** What is required **
Find the string "SkillTreeTemplate" in the listing below and return each line it appears in.

::::::

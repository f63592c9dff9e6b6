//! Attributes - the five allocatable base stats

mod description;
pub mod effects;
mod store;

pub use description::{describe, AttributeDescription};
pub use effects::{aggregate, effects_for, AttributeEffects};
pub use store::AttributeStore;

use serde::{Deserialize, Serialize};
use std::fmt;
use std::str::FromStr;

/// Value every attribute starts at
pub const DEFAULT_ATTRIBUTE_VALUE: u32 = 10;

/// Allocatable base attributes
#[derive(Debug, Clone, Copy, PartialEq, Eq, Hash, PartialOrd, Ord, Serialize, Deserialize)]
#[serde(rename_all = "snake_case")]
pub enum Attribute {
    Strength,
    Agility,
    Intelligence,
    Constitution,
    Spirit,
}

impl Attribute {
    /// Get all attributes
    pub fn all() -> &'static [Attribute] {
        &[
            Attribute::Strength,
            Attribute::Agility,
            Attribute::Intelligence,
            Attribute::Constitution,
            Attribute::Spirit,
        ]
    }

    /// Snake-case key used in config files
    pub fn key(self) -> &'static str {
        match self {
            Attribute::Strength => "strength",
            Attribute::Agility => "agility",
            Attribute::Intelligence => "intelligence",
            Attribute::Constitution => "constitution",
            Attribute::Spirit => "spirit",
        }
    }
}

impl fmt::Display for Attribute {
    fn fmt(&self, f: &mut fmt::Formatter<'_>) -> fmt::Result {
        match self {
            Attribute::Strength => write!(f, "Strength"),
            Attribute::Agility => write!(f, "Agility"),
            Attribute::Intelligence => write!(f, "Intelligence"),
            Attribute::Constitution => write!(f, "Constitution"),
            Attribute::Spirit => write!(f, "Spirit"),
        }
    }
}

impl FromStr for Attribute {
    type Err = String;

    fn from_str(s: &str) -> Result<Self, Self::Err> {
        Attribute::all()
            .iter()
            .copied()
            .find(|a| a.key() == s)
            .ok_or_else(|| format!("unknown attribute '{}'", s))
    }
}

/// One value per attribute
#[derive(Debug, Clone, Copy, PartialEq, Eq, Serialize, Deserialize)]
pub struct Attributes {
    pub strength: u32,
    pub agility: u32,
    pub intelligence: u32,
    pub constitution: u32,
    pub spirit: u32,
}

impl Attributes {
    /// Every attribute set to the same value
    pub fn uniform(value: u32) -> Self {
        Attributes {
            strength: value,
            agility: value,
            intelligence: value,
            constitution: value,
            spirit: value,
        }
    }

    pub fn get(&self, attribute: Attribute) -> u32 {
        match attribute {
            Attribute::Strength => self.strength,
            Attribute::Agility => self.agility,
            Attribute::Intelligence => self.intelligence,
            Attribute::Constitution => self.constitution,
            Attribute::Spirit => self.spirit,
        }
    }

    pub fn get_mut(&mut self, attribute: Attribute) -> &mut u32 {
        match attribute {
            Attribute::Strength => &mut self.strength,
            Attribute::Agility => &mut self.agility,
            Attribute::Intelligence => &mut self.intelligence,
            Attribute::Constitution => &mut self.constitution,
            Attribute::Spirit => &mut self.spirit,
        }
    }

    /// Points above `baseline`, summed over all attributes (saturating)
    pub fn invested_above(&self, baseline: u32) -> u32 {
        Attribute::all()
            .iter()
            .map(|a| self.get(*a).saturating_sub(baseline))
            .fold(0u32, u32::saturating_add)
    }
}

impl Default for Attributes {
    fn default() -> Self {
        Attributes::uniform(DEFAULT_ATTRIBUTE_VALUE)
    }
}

::::::

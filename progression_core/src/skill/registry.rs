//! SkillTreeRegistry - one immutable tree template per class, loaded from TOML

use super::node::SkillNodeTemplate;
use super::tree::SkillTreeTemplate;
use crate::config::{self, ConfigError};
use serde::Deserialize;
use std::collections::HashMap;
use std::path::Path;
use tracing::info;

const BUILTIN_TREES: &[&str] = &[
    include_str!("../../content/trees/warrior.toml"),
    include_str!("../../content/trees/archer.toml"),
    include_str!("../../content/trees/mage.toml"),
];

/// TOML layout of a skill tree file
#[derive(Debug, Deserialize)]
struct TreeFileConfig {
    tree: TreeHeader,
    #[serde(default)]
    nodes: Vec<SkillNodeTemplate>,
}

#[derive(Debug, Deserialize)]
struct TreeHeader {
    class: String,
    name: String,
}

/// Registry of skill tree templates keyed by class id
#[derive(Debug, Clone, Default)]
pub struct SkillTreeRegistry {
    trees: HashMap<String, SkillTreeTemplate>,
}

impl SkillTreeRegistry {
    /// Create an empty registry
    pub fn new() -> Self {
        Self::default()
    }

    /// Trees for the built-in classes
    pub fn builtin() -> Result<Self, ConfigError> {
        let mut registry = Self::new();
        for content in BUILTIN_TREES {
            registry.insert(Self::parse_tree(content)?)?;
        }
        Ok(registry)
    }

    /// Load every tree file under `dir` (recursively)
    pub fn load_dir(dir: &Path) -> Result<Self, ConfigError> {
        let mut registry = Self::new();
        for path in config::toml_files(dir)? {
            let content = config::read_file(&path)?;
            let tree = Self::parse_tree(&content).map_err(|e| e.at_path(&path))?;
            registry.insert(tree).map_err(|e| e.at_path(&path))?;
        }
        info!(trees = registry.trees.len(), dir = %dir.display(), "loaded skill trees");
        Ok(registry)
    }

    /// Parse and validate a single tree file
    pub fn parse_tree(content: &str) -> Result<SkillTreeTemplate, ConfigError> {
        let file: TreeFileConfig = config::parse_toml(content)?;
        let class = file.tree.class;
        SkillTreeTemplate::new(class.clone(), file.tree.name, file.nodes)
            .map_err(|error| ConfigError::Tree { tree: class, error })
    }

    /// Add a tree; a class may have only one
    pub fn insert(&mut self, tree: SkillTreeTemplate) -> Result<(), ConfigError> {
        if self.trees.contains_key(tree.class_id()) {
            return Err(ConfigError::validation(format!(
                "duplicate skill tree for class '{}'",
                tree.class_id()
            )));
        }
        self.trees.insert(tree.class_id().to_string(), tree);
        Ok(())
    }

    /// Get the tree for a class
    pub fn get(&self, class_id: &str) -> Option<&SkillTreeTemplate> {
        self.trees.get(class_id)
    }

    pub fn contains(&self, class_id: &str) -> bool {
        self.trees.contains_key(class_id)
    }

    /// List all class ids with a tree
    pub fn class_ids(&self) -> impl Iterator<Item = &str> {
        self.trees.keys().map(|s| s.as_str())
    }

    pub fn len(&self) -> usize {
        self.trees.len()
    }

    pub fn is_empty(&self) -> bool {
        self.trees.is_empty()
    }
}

::::::

** Answer area **
use super::tree::SkillTreeTemplate;
    trees: HashMap<String, SkillTreeTemplate>,
    pub fn parse_tree(content: &str) -> Result<SkillTreeTemplate, ConfigError> {
        SkillTreeTemplate::new(class.clone(), file.tree.name, file.nodes)
    pub fn insert(&mut self, tree: SkillTreeTemplate) -> Result<(), ConfigError> {
    pub fn get(&self, class_id: &str) -> Option<&SkillTreeTemplate> {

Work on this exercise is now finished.